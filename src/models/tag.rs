//! Tag model

use serde::{Deserialize, Serialize};

/// Tag entity
#[derive(Debug, Clone, PartialEq, Eq, Serialize, Deserialize)]
pub struct Tag {
    /// Unique identifier
    pub id: i64,
    /// Tag name, unique across tags
    pub name: String,
}

impl Tag {
    /// Create a new tag that has not been persisted yet
    pub fn new(name: String) -> Self {
        Self { id: 0, name }
    }
}

/// Input for creating a tag
#[derive(Debug, Clone, Deserialize)]
pub struct CreateTagInput {
    pub name: String,
}

/// Input for updating a tag
#[derive(Debug, Clone, Default, Deserialize)]
pub struct UpdateTagInput {
    #[serde(default)]
    pub name: Option<String>,
}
========
About this exercise >> Exactly as written, repeat the lines from the start of the listing through the line containing "pub struct CreateTagInput", both included.

Exercise solution >>
filename src/models/tag.rs
//! Tag model

use serde::{Deserialize, Serialize};

/// Tag entity
#[derive(Debug, Clone, PartialEq, Eq, Serialize, Deserialize)]
pub struct Tag {
    /// Unique identifier
    pub id: i64,
    /// Tag name, unique across tags
    pub name: String,
}

impl Tag {
    /// Create a new tag that has not been persisted yet
    pub fn new(name: String) -> Self {
        Self { id: 0, name }
    }
}

/// Input for creating a tag
#[derive(Debug, Clone, Deserialize)]
pub struct CreateTagInput {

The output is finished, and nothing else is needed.